Fix Radio
- United Kingdom;
- Broadcast area: United Kingdom
- Frequency: DAB: 11A Sound Digital
- Branding: The Builders Station

Programming
- Language: English
- Format: Vocational radio

History
- Founded: 2017; 9 years ago
- First air date: 26 April 2017

Links
- Website: www.fixradio.com

= Fix Radio =

Fix Radio is a national digital radio station in the United Kingdom with associated websites, Facebook, YouTube and podcast channels. It has previously been the silver award winner of the 2023 UK Audio and Radio Industry Awards for best station sound. It broadcasts on DAB Digital Radio across the UK as well as online and mobile.

== Background ==
Fix Radio was founded by its current (as of 2023) CEO, Louis Timpany, to provide music, news and entertainment aimed at UK tradespeople. It went on-air at 7am on 26 April 2017 with the tagline "We're Nailing It!" and special guest Charlie Mullins. The first song played was Starship's "We Built This City". It specialises in trade focused content with dedicated painting and decorating, heating and plumbing, carpentry, plastering, and electrical shows.

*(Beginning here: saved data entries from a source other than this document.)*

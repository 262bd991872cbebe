//! Book representation

use serde::Serialize;

use crate::{DomainError, DomainResult, MeanRating, Printing, PrintingType, RatingModel};

/// An ISBN-keyed work with its printings and the star ratings readers have
/// left for it.
///
/// Both sequences may be empty; the ISBN and title may not. Fields are
/// private and handed out as borrows, so a book cannot be mutated after
/// construction.
#[derive(Clone, Debug, Serialize, PartialEq)]
pub struct Book {
    isbn: String,
    title: String,
    printings: Vec<Printing>,
    star_ratings: Vec<u8>,
}

impl Book {
    /// Create a new book.
    ///
    /// An empty ISBN or title is a construction error, not an absence.
    pub fn new(
        isbn: impl Into<String>,
        title: impl Into<String>,
        printings: Vec<Printing>,
        star_ratings: Vec<u8>,
    ) -> DomainResult<Self> {
        let isbn = isbn.into();
        let title = title.into();
        if isbn.is_empty() {
            return Err(DomainError::MissingIsbn);
        }
        if title.is_empty() {
            return Err(DomainError::MissingTitle);
        }
        Ok(Self {
            isbn,
            title,
            printings,
            star_ratings,
        })
    }

    pub fn isbn(&self) -> &str {
        &self.isbn
    }

    pub fn title(&self) -> &str {
        &self.title
    }

    pub fn printings(&self) -> &[Printing] {
        &self.printings
    }

    pub fn star_ratings(&self) -> &[u8] {
        &self.star_ratings
    }

    /// The book's weighted star rating, if any ratings have been left.
    ///
    /// Uses the default [`MeanRating`] model; see [`RatingModel`] for the
    /// seam the real aggregation plugs into.
    pub fn weighted_rating(&self) -> Option<f64> {
        self.weighted_rating_with(&MeanRating)
    }

    /// The weighted rating under a caller-supplied model.
    pub fn weighted_rating_with(&self, model: &dyn RatingModel) -> Option<f64> {
        model.weighted_rating(&self.star_ratings)
    }

    /// The latest paperback printing of the book, if any.
    ///
    /// A candidate replaces the running best only when its print date is
    /// strictly later, so the first of several equal-dated paperbacks in
    /// printing order is the one returned.
    pub fn paperback(&self) -> Option<&Printing> {
        let mut latest: Option<&Printing> = None;
        for printing in &self.printings {
            if printing.printing_type() != PrintingType::Paperback {
                continue;
            }
            match latest {
                Some(best) if printing.print_date() <= best.print_date() => {}
                _ => latest = Some(printing),
            }
        }
        latest
    }
}
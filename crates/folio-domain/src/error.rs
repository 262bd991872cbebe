//! Domain error types

use thiserror::Error;

/// Errors raised when constructing a domain value from invalid parts.
///
/// Construction failures are fatal and surface immediately; they are never
/// folded into the ordinary absences (`None`) the lookup chain propagates.
#[derive(Debug, Error, Clone, PartialEq, Eq)]
pub enum DomainError {
    /// A book was built without an ISBN.
    #[error("book must have a non-empty ISBN")]
    MissingIsbn,

    /// A book was built without a title.
    #[error("book must have a non-empty title")]
    MissingTitle,
}

/// Result type for domain construction.
pub type DomainResult<T> = Result<T, DomainError>;
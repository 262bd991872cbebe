//! folio-core: author directory, catalog loading, and the
//! best-paperback-publisher lookup.
//!
//! The lookup answers one question: given an author's name, who published
//! the most recent paperback printing of that author's highest-rated book?
//! Any of the four steps (author, best-rated book, paperback printing,
//! publisher) may come up empty; every ordinary miss flows through the
//! chain as `None`, while invalid input and malformed catalog data surface
//! as explicit errors.

pub mod catalog;
pub mod directory;
pub mod error;
pub mod lookup;

pub use catalog::*;
pub use directory::*;
pub use error::*;
pub use lookup::*;

pub use folio_domain as domain;
//! Printing representation

use chrono::{DateTime, Utc};
use serde::Serialize;

use crate::Publisher;

/// Format a book was printed in. Paperback, hardcover, ebook, audio...
/// who knows what the future will hold?
#[derive(Clone, Copy, Debug, PartialEq, Eq, Hash, Serialize)]
#[serde(rename_all = "lowercase")]
pub enum PrintingType {
    Paperback,
    Hardcover,
    Ebook,
    Audio,
}

impl PrintingType {
    /// Parse from a catalog record value.
    pub fn parse(s: &str) -> Option<Self> {
        match s.to_ascii_lowercase().as_str() {
            "paperback" => Some(Self::Paperback),
            "hardcover" => Some(Self::Hardcover),
            "ebook" => Some(Self::Ebook),
            "audio" => Some(Self::Audio),
            _ => None,
        }
    }

    /// Display name for UI.
    pub fn display_name(&self) -> &'static str {
        match self {
            Self::Paperback => "Paperback",
            Self::Hardcover => "Hardcover",
            Self::Ebook => "Ebook",
            Self::Audio => "Audio",
        }
    }
}

/// One printed edition of a book.
///
/// A printing may predate or bypass formal publisher tracking, so its
/// publisher is optional; that absence is an ordinary state, not an error.
#[derive(Clone, Debug, Serialize, PartialEq)]
pub struct Printing {
    printing_type: PrintingType,
    publisher: Option<Publisher>,
    print_date: DateTime<Utc>,
}

impl Printing {
    /// Create a new printing.
    pub fn new(
        printing_type: PrintingType,
        publisher: Option<Publisher>,
        print_date: DateTime<Utc>,
    ) -> Self {
        Self {
            printing_type,
            publisher,
            print_date,
        }
    }

    pub fn printing_type(&self) -> PrintingType {
        self.printing_type
    }

    /// The publisher of this printing, if one was ever tracked.
    pub fn publisher(&self) -> Option<&Publisher> {
        self.publisher.as_ref()
    }

    pub fn print_date(&self) -> DateTime<Utc> {
        self.print_date
    }
}
use std::fmt;
use std::str::FromStr;

use crate::error::FinanceError;

/// Category assigned to rows that name none.
pub const FALLBACK_CATEGORY: &str = "Uncategorized";

#[derive(Debug, Clone, Copy, PartialEq, Eq)]
pub enum TransactionKind {
    Income,
    Outcome,
}

impl TransactionKind {
    pub fn as_str(&self) -> &'static str {
        match self {
            Self::Income => "income",
            Self::Outcome => "outcome",
        }
    }
}

impl FromStr for TransactionKind {
    type Err = FinanceError;

    fn from_str(s: &str) -> Result<Self, Self::Err> {
        match s {
            "income" => Ok(Self::Income),
            "outcome" => Ok(Self::Outcome),
            other => Err(FinanceError::UnknownKind(other.to_string())),
        }
    }
}

impl fmt::Display for TransactionKind {
    fn fmt(&self, f: &mut fmt::Formatter<'_>) -> fmt::Result {
        f.write_str(self.as_str())
    }
}

impl rusqlite::ToSql for TransactionKind {
    fn to_sql(&self) -> rusqlite::Result<rusqlite::types::ToSqlOutput<'_>> {
        Ok(self.as_str().into())
    }
}

impl rusqlite::types::FromSql for TransactionKind {
    fn column_result(value: rusqlite::types::ValueRef<'_>) -> rusqlite::types::FromSqlResult<Self> {
        value
            .as_str()?
            .parse()
            .map_err(|e| rusqlite::types::FromSqlError::Other(Box::new(e)))
    }
}

#[derive(Debug, Clone, PartialEq)]
pub struct Category {
    pub id: i64,
    pub title: String,
    pub created_at: String,
}

#[derive(Debug, Clone, PartialEq)]
pub struct Transaction {
    pub id: i64,
    pub title: String,
    pub kind: TransactionKind,
    pub value: f64,
    pub category_id: i64,
    pub category_title: String,
    pub created_at: String,
}

/// A transaction whose category has been resolved, ready to insert.
#[derive(Debug, Clone)]
pub struct NewTransaction {
    pub title: String,
    pub kind: TransactionKind,
    pub value: f64,
    pub category_id: i64,
}

#[derive(Debug, Clone, Copy, Default, PartialEq)]
pub struct Balance {
    pub income: f64,
    pub outcome: f64,
    pub total: f64,
}

/// Intermediate representation of one CSV row before category resolution.
#[derive(Debug, Clone, PartialEq)]
pub struct TransactionDraft {
    pub title: String,
    pub kind: TransactionKind,
    pub value: f64,
    pub category_name: String,
}

impl TransactionDraft {
    /// Build a draft from the raw `title, type, value, category` fields.
    ///
    /// Returns `None` when title, type or value is missing or blank, when the
    /// type is not `income`/`outcome`, or when the value is not a number.
    pub fn from_fields(fields: &[&str]) -> Option<Self> {
        let field = |i: usize| fields.get(i).map(|f| f.trim()).unwrap_or("");

        let (title, kind, value) = (field(0), field(1), field(2));
        if title.is_empty() || kind.is_empty() || value.is_empty() {
            return None;
        }
        let kind: TransactionKind = kind.parse().ok()?;
        let value: f64 = value.parse().ok()?;
        if !value.is_finite() {
            return None;
        }

        let category = field(3);
        let category_name = if category.is_empty() {
            FALLBACK_CATEGORY.to_string()
        } else {
            category.to_string()
        };

        Some(Self {
            title: title.to_string(),
            kind,
            value,
            category_name,
        })
    }
}
pub mod categories;
pub mod import;
pub mod init;
pub mod transactions;

use clap::{Parser, Subcommand, ValueEnum};

use crate::models::TransactionKind;

#[derive(Parser)]
#[command(name = "gofinances", about = "Track income and outcome transactions, with CSV import.")]
pub struct Cli {
    /// Database file to use instead of the one in the configured data directory
    #[arg(long, global = true)]
    pub db: Option<String>,

    /// Log pipeline progress to stderr
    #[arg(short, long, global = true)]
    pub verbose: bool,

    #[command(subcommand)]
    pub command: Commands,
}

#[derive(Subcommand)]
pub enum Commands {
    /// Choose a data directory and initialize the database.
    Init {
        /// Path for gofinances data (default: ~/Documents/gofinances)
        #[arg(long = "data-dir")]
        data_dir: Option<String>,
    },
    /// Import a CSV of `title,type,value,category` rows. The file is deleted afterwards.
    Import {
        /// Path to the CSV file to import
        file: String,
    },
    /// Manage transactions.
    Transactions {
        #[command(subcommand)]
        command: TransactionsCommands,
    },
    /// Manage categories.
    Categories {
        #[command(subcommand)]
        command: CategoriesCommands,
    },
    /// Show total income, outcome and balance.
    Balance,
}

#[derive(Subcommand)]
pub enum TransactionsCommands {
    /// List all transactions with the current balance.
    List,
    /// Record a single transaction.
    Add {
        /// Transaction title
        title: String,
        /// income or outcome
        #[arg(long = "type", value_enum)]
        kind: KindArg,
        /// Amount (positive)
        #[arg(long)]
        value: f64,
        /// Category title; created if it does not exist
        #[arg(long, default_value = "")]
        category: String,
    },
    /// Delete a transaction by ID.
    Delete {
        /// Transaction ID (shown in `gofinances transactions list`)
        id: i64,
    },
}

#[derive(Subcommand)]
pub enum CategoriesCommands {
    /// List all categories.
    List,
}

#[derive(Clone, Copy, ValueEnum)]
pub enum KindArg {
    Income,
    Outcome,
}

impl From<KindArg> for TransactionKind {
    fn from(arg: KindArg) -> Self {
        match arg {
            KindArg::Income => TransactionKind::Income,
            KindArg::Outcome => TransactionKind::Outcome,
        }
    }
}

Although it broadcasts 24 hours a day, only the hours of 6am to 10pm are produced "as live".

It was initially launched on DAB digital radio in London operating out of the Spectrum Radio building in Battersea.

2018 saw its first major expansion and the creation of Fix Media after a takeover of the Facebook group "Tradesman Banter," accompanied by a move to new studios in Angel, Islington.

Broadcasts expanded to cover Manchester on 14 January 2019 at 7am on the SSDAB minimux.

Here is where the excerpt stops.